Define $i \leftrightarrow j$ if $i \to j$ and $j \to i$. Reflexivity holds by taking $n=0$. Symmetry is built into the definition. If $i \leftrightarrow j$ and $j \leftrightarrow k$, then concatenating a positive-probability path from $i$ to $j$ with one from $j$ to $k$ gives $i \to k$, and concatenating paths from $k$ to $j$ and $j$ to $i$ gives $k \to i$. Hence $i \leftrightarrow k$, so $\leftrightarrow$ is an [equivalence relation](/page/Equivalence%20Relation).
Its equivalence classes are exactly the communicating classes. Therefore $S$ is the disjoint union of its communicating classes.
[guided]
The goal of this first step is to make the word “class” precise. For states $i,j \in S$, define $i \to j$ to mean that $j$ can be reached from $i$ with positive probability in some finite number of steps:
\begin{align*}
\mathbb P_i(X_n=j)>0
\end{align*}
for at least one integer $n \ge 0$.
Because the chain is time-homogeneous with transition matrix $P=(p_{ij})_{i,j \in S}$, this is the same as saying that there is a finite sequence of states $i=i_0,i_1,\ldots,i_n=j$ whose transition probabilities along the path have positive product:
\begin{align*}
p_{i_0i_1}p_{i_1i_2}\cdots p_{i_{n-1}i_n}>0.
\end{align*}
Indeed, the finite-dimensional distribution formula [citetheorem:9527], applied with initial state $i$, says that the probability of following this exact path is precisely that product. Thus positive path probability and positive product along a directed path are the same condition.
Now define $i \leftrightarrow j$ if both $i \to j$ and $j \to i$. This relation is reflexive because $i$ reaches itself in zero steps. It is symmetric because the definition explicitly requires reachability in both directions. It is transitive because paths can be concatenated: if $i$ reaches $j$ with positive probability and $j$ reaches $k$ with positive probability, then the product of the two positive path probabilities is still positive, so $i$ reaches $k$. The same concatenation in the reverse direction shows that $k$ reaches $i$.

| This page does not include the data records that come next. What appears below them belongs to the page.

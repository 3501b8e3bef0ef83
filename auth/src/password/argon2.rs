use argon2::password_hash::rand_core::OsRng;
use argon2::password_hash::PasswordHash;
use argon2::password_hash::PasswordHasher as PhcPasswordHasher;
use argon2::password_hash::PasswordVerifier;
use argon2::password_hash::SaltString;
use argon2::Argon2;

use super::errors::PasswordError;

/// One-way salted password hasher.
///
/// Every call to [`hash`](PasswordHasher::hash) draws a fresh random salt, so
/// hashing the same plaintext twice yields two different digests. The digest
/// is a PHC string that embeds algorithm, cost parameters, salt, and hash;
/// verification needs nothing beyond the digest itself, which also lets cost
/// parameters be raised later without a storage migration.
pub struct PasswordHasher {
    argon2: Argon2<'static>,
}

impl PasswordHasher {
    /// Create a hasher with the default Argon2id parameters.
    pub fn new() -> Self {
        Self {
            argon2: Argon2::default(),
        }
    }

    /// Hash a plaintext password for storage.
    ///
    /// # Errors
    /// * `HashingFailed` - the underlying Argon2 computation failed
    pub fn hash(&self, password: &str) -> Result<String, PasswordError> {
        let salt = SaltString::generate(&mut OsRng);

        self.argon2
            .hash_password(password.as_bytes(), &salt)
            .map(|digest| digest.to_string())
            .map_err(|e| PasswordError::HashingFailed(e.to_string()))
    }

    /// Verify a plaintext password against a stored digest.
    ///
    /// Recomputes with the salt and parameters embedded in the digest and
    /// compares in constant time. A mismatch is `Ok(false)`, not an error;
    /// `Err` is reserved for digests that are not parseable PHC strings.
    pub fn verify(&self, password: &str, digest: &str) -> Result<bool, PasswordError> {
        let parsed =
            PasswordHash::new(digest).map_err(|e| PasswordError::MalformedDigest(e.to_string()))?;

        Ok(self
            .argon2
            .verify_password(password.as_bytes(), &parsed)
            .is_ok())
    }
}

impl Default for PasswordHasher {
    fn default() -> Self {
        Self::new()
    }
}
/*!
PPU state machine.

Timing
======
One call to `Ppu::run` advances exactly one dot and returns 1. A frame is 262
scanlines of 341 dots:

- scanline -1: pre-render. Dot 1 clears VBLANK, sprite-0 hit and overflow;
  dots 257-320 reset OAMADDR.
- scanlines 0-239: visible. Pixels are produced at dots 1-256.
- scanline 240: post-render, idle.
- scanlines 241-260: VBLANK. Dot 1 of scanline 241 sets VBLANK.

After scanline 260 the counter wraps to -1 and the frame counter advances.
On odd frames with rendering enabled the last pre-render dot is skipped.

NMI
===
The NMI output is `VBLANK && PPUCTRL.7`. A rising edge of that line latches
one request, consumed by `take_nmi_request`. Leaving VBLANK set (PPUSTATUS
reads do not clear it) therefore yields exactly one NMI per frame.

STRUCTURE:
- `registers`: CPU-visible $2000-$2007 behavior and the loopy scroll registers.
- `render`: per-dot background/sprite pipeline writing the `FrameBuffer`.
- `memory`: `PpuMemory` / `OamMemory` storage.
- `palette`: master palette.
*/

pub mod memory;
pub mod palette;
pub mod registers;
pub(crate) mod render;

use serde::{Deserialize, Serialize};

use crate::framebuffer::FrameBuffer;
use memory::{OamMemory, PpuMemory};
use render::{BackgroundLatches, SpriteLine};

pub use registers::{PpuCtrl, PpuMask, PpuStatus};

pub const DOTS_PER_SCANLINE: u16 = 341;
pub const LAST_DOT: u16 = DOTS_PER_SCANLINE - 1;
pub const PRE_RENDER_SCANLINE: i16 = -1;
pub const VISIBLE_SCANLINES: i16 = 240;
pub const POST_RENDER_SCANLINE: i16 = 240;
pub const VBLANK_START_SCANLINE: i16 = 241;
pub const LAST_SCANLINE: i16 = 260;
pub const SCANLINES_PER_FRAME: i16 = 262;

/// Loopy scroll/address register snapshot.
#[derive(Debug, Clone, Copy, Default, PartialEq, Eq, Serialize, Deserialize)]
pub struct PpuRegisters {
    pub v: u16,
    pub t: u16,
    pub w: bool,
}

pub struct Ppu {
    // CPU-visible registers
    ctrl: PpuCtrl,
    mask: PpuMask,
    status: PpuStatus,
    oam_addr: u8,
    io_latch: u8,
    read_buffer: u8,

    // Loopy registers
    v: u16,
    t: u16,
    fine_x: u8,
    w: bool,

    // Timing
    cycle: u16,
    scanline: i16,
    frame: u64,
    odd_frame: bool,

    // NMI edge detection
    nmi_previous: bool,
    nmi_requested: bool,

    bg: BackgroundLatches,
    sprites: SpriteLine,

    memory: PpuMemory,
    oam: OamMemory,
    frame_buffer: FrameBuffer,
}

impl Ppu {
    /// Power-up state: dot 0 of scanline 0, all registers clear.
    pub fn new() -> Self {
        Self {
            ctrl: PpuCtrl::empty(),
            mask: PpuMask::empty(),
            status: PpuStatus::empty(),
            oam_addr: 0,
            io_latch: 0,
            read_buffer: 0,
            v: 0,
            t: 0,
            fine_x: 0,
            w: false,
            cycle: 0,
            scanline: 0,
            frame: 0,
            odd_frame: false,
            nmi_previous: false,
            nmi_requested: false,
            bg: BackgroundLatches::default(),
            sprites: SpriteLine::default(),
            memory: PpuMemory::new(),
            oam: OamMemory::new(),
            frame_buffer: FrameBuffer::new(),
        }
    }

    /// Advance one dot and apply whatever happens at the new position.
    /// Returns the number of PPU cycles consumed (always 1).
    pub fn run(&mut self) -> u32 {
        self.advance_counters();

        if self.rendering_enabled() {
            self.render_step();
        }

        if self.cycle == 1 {
            if self.scanline == VBLANK_START_SCANLINE {
                self.status.insert(PpuStatus::VBLANK);
                self.nmi_change();
            } else if self.scanline == PRE_RENDER_SCANLINE {
                self.status.remove(
                    PpuStatus::VBLANK | PpuStatus::SPRITE_ZERO_HIT | PpuStatus::SPRITE_OVERFLOW,
                );
                self.nmi_change();
            }
        }

        let oam_reset_line = self.scanline == PRE_RENDER_SCANLINE
            || (self.scanline < VISIBLE_SCANLINES && self.rendering_enabled());
        if oam_reset_line && (257..=320).contains(&self.cycle) {
            self.oam_addr = 0;
        }
        1
    }

    fn advance_counters(&mut self) {
        if self.odd_frame
            && self.rendering_enabled()
            && self.scanline == PRE_RENDER_SCANLINE
            && self.cycle == LAST_DOT - 1
        {
            self.cycle = 0;
            self.scanline = 0;
            return;
        }

        self.cycle += 1;
        if self.cycle > LAST_DOT {
            self.cycle = 0;
            self.scanline += 1;
            if self.scanline > LAST_SCANLINE {
                self.scanline = PRE_RENDER_SCANLINE;
                self.frame += 1;
                self.odd_frame = !self.odd_frame;
                log::trace!("ppu frame {} begins", self.frame);
            }
        }
    }

    /// Recompute the NMI output line and latch a request on a rising edge.
    pub(in crate::ppu) fn nmi_change(&mut self) {
        let nmi = self.ctrl.contains(PpuCtrl::NMI_ENABLE) && self.status.contains(PpuStatus::VBLANK);
        if nmi && !self.nmi_previous {
            self.nmi_requested = true;
        }
        self.nmi_previous = nmi;
    }

    /// Consume a latched NMI request.
    pub fn take_nmi_request(&mut self) -> bool {
        std::mem::take(&mut self.nmi_requested)
    }

    /// Current level of the NMI output (`VBLANK && PPUCTRL.7`).
    pub fn nmi_line(&self) -> bool {
        self.nmi_previous
    }

    #[inline]
    pub fn rendering_enabled(&self) -> bool {
        self.mask
            .intersects(PpuMask::SHOW_BACKGROUND | PpuMask::SHOW_SPRITES)
    }

    /// OAM DMA ($4014): copy a 256-byte CPU page into OAM starting at OAMADDR.
    pub fn write_oam_dma(&mut self, page: &[u8]) {
        self.oam.dma_copy(self.oam_addr, page);
    }

    /// Load CHR data into the pattern tables and clear the nametables.
    pub fn load_chr(&mut self, chr: &[u8]) {
        self.memory.load(0x0000, &chr[..chr.len().min(0x2000)]);
        self.memory.fill(0x2000, 0x3EFF, 0x00);
    }

    // ---------------------------------------------------------------------
    // Inspection
    // ---------------------------------------------------------------------

    pub fn registers(&self) -> PpuRegisters {
        PpuRegisters {
            v: self.v,
            t: self.t,
            w: self.w,
        }
    }

    #[inline]
    pub fn cycle(&self) -> u16 {
        self.cycle
    }

    #[inline]
    pub fn scanline(&self) -> i16 {
        self.scanline
    }

    /// Number of completed frames (increments when scanline 260 wraps).
    #[inline]
    pub fn frame(&self) -> u64 {
        self.frame
    }

    #[inline]
    pub fn vblank(&self) -> bool {
        self.status.contains(PpuStatus::VBLANK)
    }

    pub fn status(&self) -> PpuStatus {
        self.status
    }

    pub fn ctrl(&self) -> PpuCtrl {
        self.ctrl
    }

    pub fn mask(&self) -> PpuMask {
        self.mask
    }

    pub fn oam_addr(&self) -> u8 {
        self.oam_addr
    }

    pub fn memory(&self) -> &PpuMemory {
        &self.memory
    }

    pub fn memory_mut(&mut self) -> &mut PpuMemory {
        &mut self.memory
    }

    pub fn oam(&self) -> &OamMemory {
        &self.oam
    }

    pub fn oam_mut(&mut self) -> &mut OamMemory {
        &mut self.oam
    }

    pub fn frame_buffer(&self) -> &FrameBuffer {
        &self.frame_buffer
    }
}

impl Default for Ppu {
    fn default() -> Self {
        Self::new()
    }
}

impl std::fmt::Debug for Ppu {
    fn fmt(&self, f: &mut std::fmt::Formatter<'_>) -> std::fmt::Result {
        f.debug_struct("Ppu")
            .field("scanline", &self.scanline)
            .field("cycle", &self.cycle)
            .field("frame", &self.frame)
            .field("ctrl", &self.ctrl)
            .field("mask", &self.mask)
            .field("status", &self.status)
            .field("registers", &self.registers())
            .finish()
    }
}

Therefore $\leftrightarrow$ is an equivalence relation on $S$. Its equivalence classes are, by definition, the communicating classes, and every equivalence relation partitions its underlying set. Hence $S$ is the disjoint union of its communicating classes.
[/guided]
[/step]
[step:Collapse communicating classes into a finite directed acyclic graph]
Let $\mathcal C$ denote the finite set of communicating classes. Define a directed graph $G_{\mathcal C}$ as follows: its vertex set is $\mathcal C$, and for two distinct classes $C,D \in \mathcal C$ there is a directed edge $C \to D$ if there exist $i \in C$ and $j \in D$ with $p_{ij}>0$.
The graph $G_{\mathcal C}$ has no directed cycle. Indeed, if
\begin{align*}
C_0 \to C_1 \to \cdots \to C_q=C_0
\end{align*}
were a directed cycle among distinct classes before returning to $C_0$, then every state in each $C_r$ would communicate with every state in every other $C_s$: one moves inside a class by communication and moves between consecutive classes using the positive-probability edge. This would merge all $C_r$ into one communicating class, contradicting their distinctness. Thus $G_{\mathcal C}$ is a finite directed acyclic graph.
[/step]
[step:Choose a sink class and identify sinks with closed communicating classes]
Since $G_{\mathcal C}$ is finite and acyclic, it has at least one sink vertex. To see this, start from any class $C \in \mathcal C$. If $C$ is not a sink, choose an outgoing edge from $C$. Repeating this process cannot continue forever without repeating a vertex, because $\mathcal C$ is finite; a repetition would create a directed cycle. Hence the process terminates at a sink.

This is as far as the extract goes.